Data entries
┌──
//! Heartbeat delivery rules, driven through the real scheduler with a
//! scripted run executor and recording channels.

use async_trait::async_trait;
use lib::agent::{AgentWorker, WorkerConfig};
use lib::channels::{ChannelHandle, ChannelRegistry, SendOptions};
use lib::config::{Config, ConfigHandle, HeartbeatConfig, HeartbeatVisibility};
use lib::envelope::Channel;
use lib::heartbeat::HeartbeatRunner;
use lib::pipeline::PipelineContext;
use lib::scheduler::{RunContext, RunExecutor, RunOutcome, Scheduler};
use lib::session::SessionStore;
use std::sync::Arc;
use tokio::sync::{broadcast, Mutex};

struct RecordingChannel {
    channel: Channel,
    sends: Mutex<Vec<(String, String, Option<String>)>>,
}

impl RecordingChannel {
    fn new(channel: Channel) -> Arc<Self> {
        Arc::new(Self {
            channel,
            sends: Mutex::new(Vec::new()),
        })
    }
}

#[async_trait]
impl ChannelHandle for RecordingChannel {
    fn channel(&self) -> Channel {
        self.channel
    }

    fn stop(&self) {}

    async fn send_message(
        &self,
        to: &str,
        text: &str,
        opts: &SendOptions,
    ) -> Result<(), String> {
        self.sends
            .lock()
            .await
            .push((to.to_string(), text.to_string(), opts.account_id.clone()));
        Ok(())
    }
}

/// Returns a fixed final text and honors the result channel contract.
struct ScriptedExecutor {
    text: String,
}

#[async_trait]
impl RunExecutor for ScriptedExecutor {
    async fn execute(&self, ctx: RunContext) -> RunOutcome {
        let outcome = RunOutcome::Final {
            text: self.text.clone(),
        };
        if let Some(tx) = &ctx.request.result_tx {
            let _ = tx.send(outcome.clone()).await;
        }
        outcome
    }
}

async fn heartbeat_harness(
    agent_text: &str,
    channel: Channel,
) -> (
    HeartbeatRunner,
    Arc<SessionStore>,
    Arc<RecordingChannel>,
    tempfile::TempDir,
) {
    let dir = tempfile::tempdir().unwrap();
    let sessions = Arc::new(SessionStore::load(dir.path()).await);
    let registry = Arc::new(ChannelRegistry::new());
    let recording = RecordingChannel::new(channel);
    registry.register(recording.clone()).await;

    let (event_tx, _) = broadcast::channel(16);
    let ctx = Arc::new(PipelineContext {
        config: ConfigHandle::new(Config::default(), dir.path().join("config.json")),
        sessions: sessions.clone(),
        registry,
        worker: AgentWorker::start(WorkerConfig {
            cmd: Vec::new(),
            thinking_cli_arg: true,
            cancel_grace_ms: 100,
        }),
        event_tx,
    });
    let scheduler = Scheduler::new(
        Arc::new(ScriptedExecutor {
            text: agent_text.to_string(),
        }),
        2,
    );
    (
        HeartbeatRunner::new(ctx, scheduler),
        sessions,
        recording,
        dir,
    )
}

fn visibility(show_ok: bool) -> HeartbeatConfig {
    HeartbeatConfig {
        every: Some("5m".into()),
        target: None,
        to: None,
        account_id: None,
        think: None,
        ack_max_chars: 0,
        visibility: HeartbeatVisibility {
            show_ok,
            show_alerts: true,
            use_indicator: false,
        },
    }
}

#[tokio::test]
async fn heartbeat_ok_suppressed_and_updated_at_stable() {
    let (runner, sessions, channel, _dir) =
        heartbeat_harness("<b>HEARTBEAT_OK</b>", Channel::Whatsapp).await;

    sessions
        .update("agent:default:main", |s| {
            s.last_channel = Some(Channel::Whatsapp);
            s.last_provider = Some("whatsapp-web".into());
            s.last_to = Some("+491701".into());
        })
        .await
        .unwrap();
    let before = sessions.get("agent:default:main").await;

    runner.run_once("whatsapp", &visibility(false)).await.unwrap();

    assert!(
        channel.sends.lock().await.is_empty(),
        "HEARTBEAT_OK must not be delivered with showOk=false"
    );
    let after = sessions.get("agent:default:main").await;
    assert!(after.updated_at >= before.updated_at, "updatedAt regressed");
    assert_eq!(after.last_channel, before.last_channel);
    assert_eq!(after.last_to, before.last_to);
    assert_eq!(after.last_provider, before.last_provider);
}

#[tokio::test]
async fn heartbeat_ok_delivered_when_shown() {
    let (runner, sessions, channel, _dir) =
        heartbeat_harness("<b>HEARTBEAT_OK</b>", Channel::Whatsapp).await;
    sessions
        .update("agent:default:main", |s| {
            s.last_channel = Some(Channel::Whatsapp);
            s.last_to = Some("+491701".into());
        })
        .await
        .unwrap();
    runner.run_once("whatsapp", &visibility(true)).await.unwrap();
    let sends = channel.sends.lock().await.clone();
    assert_eq!(sends.len(), 1);
    assert_eq!(sends[0].1, "HEARTBEAT_OK");
}

#[tokio::test]
async fn heartbeat_skips_when_no_target() {
    let (runner, _sessions, channel, _dir) =
        heartbeat_harness("HEARTBEAT_OK", Channel::Whatsapp).await;
    // No last route, no overrides: nothing to reply to.
    runner.run_once("whatsapp", &visibility(true)).await.unwrap();
    assert!(channel.sends.lock().await.is_empty());
}

#[tokio::test]
async fn telegram_heartbeat_uses_account_id() {
    let (runner, _sessions, channel, _dir) =
        heartbeat_harness("disk space low on media volume", Channel::Telegram).await;
    let hb = HeartbeatConfig {
        every: Some("5m".into()),
        target: Some("telegram".into()),
        to: Some("chat-9".into()),
        account_id: Some("work".into()),
        think: None,
        ack_max_chars: 0,
        visibility: HeartbeatVisibility {
            show_ok: false,
            show_alerts: true,
            use_indicator: false,
        },
    };
    runner.run_once("telegram", &hb).await.unwrap();
    let sends = channel.sends.lock().await.clone();
    assert_eq!(sends.len(), 1, "exactly one telegram send: {:?}", sends);
    assert_eq!(sends[0].0, "chat-9");
    assert_eq!(sends[0].2.as_deref(), Some("work"));
    assert!(sends[0].1.contains("disk space low"));
}
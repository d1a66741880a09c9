//! Chunker capability and the default line-window chunker.
//!
//! A [`Chunker`] splits file content into ordered [`CodeChunk`]s with line
//! ranges. It must be deterministic: identical input yields identical
//! chunks, which keeps chunk ids stable across runs.
//!
//! # Line-window algorithm
//!
//! 1. Start a window at the first line not yet emitted.
//! 2. Extend it to at most `max_lines` lines.
//! 3. If the window does not reach the end of the file, pull its end back
//!    to the last blank line in its second half so chunks break between
//!    declarations rather than inside them.
//! 4. Emit the window (skipping whitespace-only windows) and start the next
//!    one `overlap_lines` before the previous end.
//!
//! Empty and whitespace-only files yield no chunks.
//!
//! # Example
//!
//! ```rust
//! use codesync::chunk::{Chunker, LineChunker};
//!
//! let chunker = LineChunker::new(60, 0);
//! let chunks = chunker.chunk("fn a() {}\n\nfn b() {}\n", "src/lib.rs");
//! assert_eq!(chunks.len(), 1);
//! assert_eq!((chunks[0].start_line, chunks[0].end_line), (1, 4));
//! ```

use sha2::{Digest, Sha256};

use crate::models::CodeChunk;

/// Splits file content into ordered chunks.
pub trait Chunker: Send + Sync {
    fn chunk(&self, content: &str, relative_path: &str) -> Vec<CodeChunk>;
}

/// Fixed-size line windows with overlap, broken at blank lines when possible.
#[derive(Debug, Clone)]
pub struct LineChunker {
    max_lines: usize,
    overlap_lines: usize,
}

impl LineChunker {
    /// `max_lines` is clamped to at least 1 and `overlap_lines` to below it.
    pub fn new(max_lines: usize, overlap_lines: usize) -> Self {
        let max_lines = max_lines.max(1);
        Self {
            max_lines,
            overlap_lines: overlap_lines.min(max_lines - 1),
        }
    }
}

impl Default for LineChunker {
    fn default() -> Self {
        Self::new(60, 8)
    }
}

impl Chunker for LineChunker {
    fn chunk(&self, content: &str, _relative_path: &str) -> Vec<CodeChunk> {
        let lines: Vec<&str> = content.lines().collect();
        if lines.iter().all(|l| l.trim().is_empty()) {
            return Vec::new();
        }

        let min_window = (self.max_lines / 2).max(1);
        let mut chunks = Vec::new();
        let mut start = 0usize;

        while start < lines.len() {
            let hard_end = (start + self.max_lines).min(lines.len());
            let end = if hard_end == lines.len() {
                hard_end
            } else {
                (start + min_window..hard_end)
                    .rev()
                    .find(|&i| lines[i].trim().is_empty())
                    .map(|i| i + 1)
                    .unwrap_or(hard_end)
            };

            let window = &lines[start..end];
            if window.iter().any(|l| !l.trim().is_empty()) {
                chunks.push(CodeChunk {
                    text: window.join("\n"),
                    start_line: start + 1,
                    end_line: end + 1,
                });
            }

            if end == lines.len() {
                break;
            }
            start = end.saturating_sub(self.overlap_lines).max(start + 1);
        }

        chunks
    }
}

/// Deterministic chunk id for the `ordinal`-th chunk of a file.
///
/// Only the relative path and the ordinal go into the id, so every version
/// of a file maps onto the same id space. Re-indexing a file overwrites
/// whatever an earlier, possibly uncommitted, run wrote under those ids.
pub fn chunk_id(relative_path: &str, ordinal: usize) -> String {
    let mut hasher = Sha256::new();
    hasher.update(relative_path.as_bytes());
    hasher.update([0u8]);
    hasher.update((ordinal as u64).to_le_bytes());
    let digest = hasher.finalize();
    format!("chunk_{}", hex::encode(&digest[..16]))
}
└──
[Required action] Your response should hold only an exact copy of the lines above, from the one containing "pub fn chunk_id(relative_path: &str, ordinal: usize)" through the end of the entries.

[Solution to this task]
pub fn chunk_id(relative_path: &str, ordinal: usize) -> String {
    let mut hasher = Sha256::new();
    hasher.update(relative_path.as_bytes());
    hasher.update([0u8]);
    hasher.update((ordinal as u64).to_le_bytes());
    let digest = hasher.finalize();
    format!("chunk_{}", hex::encode(&digest[..16]))
}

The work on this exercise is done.